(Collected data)
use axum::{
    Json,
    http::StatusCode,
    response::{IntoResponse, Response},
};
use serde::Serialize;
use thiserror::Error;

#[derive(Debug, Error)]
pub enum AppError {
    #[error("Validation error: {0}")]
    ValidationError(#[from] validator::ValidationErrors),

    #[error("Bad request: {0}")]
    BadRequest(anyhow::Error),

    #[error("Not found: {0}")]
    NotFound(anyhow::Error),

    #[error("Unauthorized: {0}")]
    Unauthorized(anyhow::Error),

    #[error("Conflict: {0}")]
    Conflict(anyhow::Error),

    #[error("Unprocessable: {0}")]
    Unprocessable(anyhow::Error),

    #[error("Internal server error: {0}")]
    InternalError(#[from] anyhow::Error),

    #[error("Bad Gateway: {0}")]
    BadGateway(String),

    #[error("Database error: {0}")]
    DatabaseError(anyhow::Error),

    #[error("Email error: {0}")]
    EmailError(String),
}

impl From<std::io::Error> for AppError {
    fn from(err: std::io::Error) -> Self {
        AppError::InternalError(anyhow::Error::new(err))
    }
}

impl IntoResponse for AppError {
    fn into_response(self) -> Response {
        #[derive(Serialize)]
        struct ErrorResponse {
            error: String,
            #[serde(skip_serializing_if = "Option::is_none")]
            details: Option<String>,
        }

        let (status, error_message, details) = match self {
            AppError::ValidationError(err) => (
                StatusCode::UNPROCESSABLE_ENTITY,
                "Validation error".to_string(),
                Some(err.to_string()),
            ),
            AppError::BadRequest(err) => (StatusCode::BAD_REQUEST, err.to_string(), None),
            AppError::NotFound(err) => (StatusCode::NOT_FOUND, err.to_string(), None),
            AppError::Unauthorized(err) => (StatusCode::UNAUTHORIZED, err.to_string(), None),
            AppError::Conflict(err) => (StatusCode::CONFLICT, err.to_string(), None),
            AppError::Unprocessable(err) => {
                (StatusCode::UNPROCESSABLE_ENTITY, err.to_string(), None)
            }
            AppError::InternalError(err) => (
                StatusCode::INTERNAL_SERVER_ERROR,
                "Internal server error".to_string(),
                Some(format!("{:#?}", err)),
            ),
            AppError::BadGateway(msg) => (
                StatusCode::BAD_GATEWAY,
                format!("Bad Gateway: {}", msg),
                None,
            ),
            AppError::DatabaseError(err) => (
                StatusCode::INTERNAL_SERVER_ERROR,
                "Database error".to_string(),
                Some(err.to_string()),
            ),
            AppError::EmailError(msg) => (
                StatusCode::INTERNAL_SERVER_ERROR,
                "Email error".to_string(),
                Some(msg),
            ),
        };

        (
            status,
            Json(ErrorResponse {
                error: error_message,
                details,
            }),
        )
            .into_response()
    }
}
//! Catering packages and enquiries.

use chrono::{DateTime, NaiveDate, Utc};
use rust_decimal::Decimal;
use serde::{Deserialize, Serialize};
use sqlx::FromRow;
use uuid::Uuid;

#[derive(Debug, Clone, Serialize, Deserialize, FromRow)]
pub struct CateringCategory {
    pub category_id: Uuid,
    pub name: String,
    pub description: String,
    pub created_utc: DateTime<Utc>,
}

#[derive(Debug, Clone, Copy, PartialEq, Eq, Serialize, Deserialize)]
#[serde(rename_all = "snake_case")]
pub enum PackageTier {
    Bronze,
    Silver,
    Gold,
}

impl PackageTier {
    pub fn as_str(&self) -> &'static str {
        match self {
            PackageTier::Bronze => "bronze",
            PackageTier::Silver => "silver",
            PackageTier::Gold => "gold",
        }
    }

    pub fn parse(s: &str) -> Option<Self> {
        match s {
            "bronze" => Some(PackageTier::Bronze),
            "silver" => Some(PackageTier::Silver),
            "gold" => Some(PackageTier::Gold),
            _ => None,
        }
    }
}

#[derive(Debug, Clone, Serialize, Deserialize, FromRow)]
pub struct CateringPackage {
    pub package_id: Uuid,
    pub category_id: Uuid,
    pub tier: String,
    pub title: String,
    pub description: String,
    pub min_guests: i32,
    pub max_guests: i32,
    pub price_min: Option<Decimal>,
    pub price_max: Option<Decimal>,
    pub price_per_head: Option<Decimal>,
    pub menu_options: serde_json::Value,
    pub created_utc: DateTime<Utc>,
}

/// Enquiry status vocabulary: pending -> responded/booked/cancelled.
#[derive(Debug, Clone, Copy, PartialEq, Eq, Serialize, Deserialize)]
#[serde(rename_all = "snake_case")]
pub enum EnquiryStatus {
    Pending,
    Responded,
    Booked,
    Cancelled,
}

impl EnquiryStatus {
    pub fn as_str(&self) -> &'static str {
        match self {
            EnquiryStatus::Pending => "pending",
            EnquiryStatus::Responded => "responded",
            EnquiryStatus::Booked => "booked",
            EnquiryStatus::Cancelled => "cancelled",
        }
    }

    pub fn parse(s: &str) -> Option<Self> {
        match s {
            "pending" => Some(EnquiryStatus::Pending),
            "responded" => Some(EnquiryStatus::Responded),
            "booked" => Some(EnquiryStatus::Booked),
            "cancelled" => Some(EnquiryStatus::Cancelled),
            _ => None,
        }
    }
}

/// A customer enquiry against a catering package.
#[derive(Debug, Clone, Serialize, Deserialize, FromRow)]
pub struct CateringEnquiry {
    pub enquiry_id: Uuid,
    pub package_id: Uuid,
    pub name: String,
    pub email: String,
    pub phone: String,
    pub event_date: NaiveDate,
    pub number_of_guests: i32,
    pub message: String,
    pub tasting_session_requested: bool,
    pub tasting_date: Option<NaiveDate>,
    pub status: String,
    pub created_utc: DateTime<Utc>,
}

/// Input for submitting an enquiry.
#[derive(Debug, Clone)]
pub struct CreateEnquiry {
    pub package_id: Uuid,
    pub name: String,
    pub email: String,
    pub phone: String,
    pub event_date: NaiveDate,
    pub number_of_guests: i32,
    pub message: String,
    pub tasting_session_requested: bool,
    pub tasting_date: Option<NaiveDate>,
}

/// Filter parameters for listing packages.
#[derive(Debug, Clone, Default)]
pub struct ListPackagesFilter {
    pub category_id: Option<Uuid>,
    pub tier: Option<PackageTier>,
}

...

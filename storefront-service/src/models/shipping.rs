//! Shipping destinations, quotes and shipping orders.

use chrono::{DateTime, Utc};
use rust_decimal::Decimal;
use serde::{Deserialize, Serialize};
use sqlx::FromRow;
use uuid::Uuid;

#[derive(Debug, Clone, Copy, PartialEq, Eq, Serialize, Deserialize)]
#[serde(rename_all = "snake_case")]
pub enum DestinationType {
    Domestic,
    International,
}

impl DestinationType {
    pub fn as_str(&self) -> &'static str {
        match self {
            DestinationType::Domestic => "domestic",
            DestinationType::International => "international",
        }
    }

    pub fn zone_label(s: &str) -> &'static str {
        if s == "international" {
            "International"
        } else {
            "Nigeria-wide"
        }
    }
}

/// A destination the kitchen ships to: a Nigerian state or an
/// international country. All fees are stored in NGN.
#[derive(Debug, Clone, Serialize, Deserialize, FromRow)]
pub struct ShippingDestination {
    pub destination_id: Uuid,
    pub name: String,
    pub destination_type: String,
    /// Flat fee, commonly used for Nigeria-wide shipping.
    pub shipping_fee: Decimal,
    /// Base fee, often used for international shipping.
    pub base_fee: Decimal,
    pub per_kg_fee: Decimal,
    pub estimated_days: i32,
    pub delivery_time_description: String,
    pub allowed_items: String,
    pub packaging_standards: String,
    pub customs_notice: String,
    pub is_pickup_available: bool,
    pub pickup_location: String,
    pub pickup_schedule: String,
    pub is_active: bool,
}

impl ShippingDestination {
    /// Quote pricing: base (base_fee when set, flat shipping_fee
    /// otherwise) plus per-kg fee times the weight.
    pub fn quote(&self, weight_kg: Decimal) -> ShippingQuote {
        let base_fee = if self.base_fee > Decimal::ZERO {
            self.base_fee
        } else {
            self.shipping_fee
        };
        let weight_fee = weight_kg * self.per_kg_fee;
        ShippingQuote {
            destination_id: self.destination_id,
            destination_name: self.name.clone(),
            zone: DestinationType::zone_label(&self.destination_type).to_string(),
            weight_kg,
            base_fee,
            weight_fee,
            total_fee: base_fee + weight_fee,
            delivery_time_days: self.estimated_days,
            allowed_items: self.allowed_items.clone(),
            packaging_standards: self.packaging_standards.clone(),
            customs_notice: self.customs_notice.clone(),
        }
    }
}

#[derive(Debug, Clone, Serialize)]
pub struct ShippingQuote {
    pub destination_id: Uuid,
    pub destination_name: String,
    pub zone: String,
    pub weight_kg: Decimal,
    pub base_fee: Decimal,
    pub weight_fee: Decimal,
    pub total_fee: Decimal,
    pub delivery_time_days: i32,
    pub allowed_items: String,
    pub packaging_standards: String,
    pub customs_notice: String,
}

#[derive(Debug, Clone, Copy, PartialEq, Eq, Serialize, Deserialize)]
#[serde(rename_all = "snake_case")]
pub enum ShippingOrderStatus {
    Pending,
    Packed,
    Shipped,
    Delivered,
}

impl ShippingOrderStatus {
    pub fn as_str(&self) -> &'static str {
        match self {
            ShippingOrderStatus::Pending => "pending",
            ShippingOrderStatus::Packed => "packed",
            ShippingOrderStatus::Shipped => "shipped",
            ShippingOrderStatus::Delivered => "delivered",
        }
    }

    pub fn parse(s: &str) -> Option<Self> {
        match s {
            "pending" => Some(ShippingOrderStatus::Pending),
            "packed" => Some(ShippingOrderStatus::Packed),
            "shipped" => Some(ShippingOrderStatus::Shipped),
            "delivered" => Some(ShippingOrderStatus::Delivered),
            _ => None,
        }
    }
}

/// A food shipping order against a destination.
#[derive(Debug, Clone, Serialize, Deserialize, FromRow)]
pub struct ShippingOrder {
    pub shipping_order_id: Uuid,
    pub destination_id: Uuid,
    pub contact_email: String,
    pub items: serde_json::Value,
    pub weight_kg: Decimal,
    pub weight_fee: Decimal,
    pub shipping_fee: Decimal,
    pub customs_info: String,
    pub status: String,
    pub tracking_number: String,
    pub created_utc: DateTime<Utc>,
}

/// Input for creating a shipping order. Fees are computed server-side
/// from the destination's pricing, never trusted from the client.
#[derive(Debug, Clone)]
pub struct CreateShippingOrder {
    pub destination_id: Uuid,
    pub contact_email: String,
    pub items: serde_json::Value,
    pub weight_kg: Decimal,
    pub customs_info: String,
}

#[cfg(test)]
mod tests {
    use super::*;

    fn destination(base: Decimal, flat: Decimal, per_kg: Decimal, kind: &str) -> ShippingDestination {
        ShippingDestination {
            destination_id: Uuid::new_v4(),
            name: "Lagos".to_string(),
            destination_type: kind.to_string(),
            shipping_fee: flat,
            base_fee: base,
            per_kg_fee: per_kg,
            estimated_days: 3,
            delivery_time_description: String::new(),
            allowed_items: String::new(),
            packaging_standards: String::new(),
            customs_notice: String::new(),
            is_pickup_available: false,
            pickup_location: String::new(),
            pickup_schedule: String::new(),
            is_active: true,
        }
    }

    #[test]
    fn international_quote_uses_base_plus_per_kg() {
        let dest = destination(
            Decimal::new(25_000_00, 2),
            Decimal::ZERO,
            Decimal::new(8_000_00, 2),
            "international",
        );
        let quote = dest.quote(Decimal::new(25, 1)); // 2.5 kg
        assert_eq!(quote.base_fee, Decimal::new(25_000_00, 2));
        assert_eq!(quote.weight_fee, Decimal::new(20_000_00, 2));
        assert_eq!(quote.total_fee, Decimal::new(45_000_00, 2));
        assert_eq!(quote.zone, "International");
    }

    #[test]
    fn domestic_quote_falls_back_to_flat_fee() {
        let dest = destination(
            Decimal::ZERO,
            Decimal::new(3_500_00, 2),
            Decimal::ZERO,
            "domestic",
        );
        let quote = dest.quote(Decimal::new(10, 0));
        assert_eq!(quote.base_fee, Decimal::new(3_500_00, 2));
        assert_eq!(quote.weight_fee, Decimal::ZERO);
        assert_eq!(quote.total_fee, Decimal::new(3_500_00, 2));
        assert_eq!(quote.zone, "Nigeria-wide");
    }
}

(Requirement) Starting from the records above, filter out all lines except those containing the word "Bronze".

(Final answer)
    Bronze,
            PackageTier::Bronze => "bronze",
            "bronze" => Some(PackageTier::Bronze),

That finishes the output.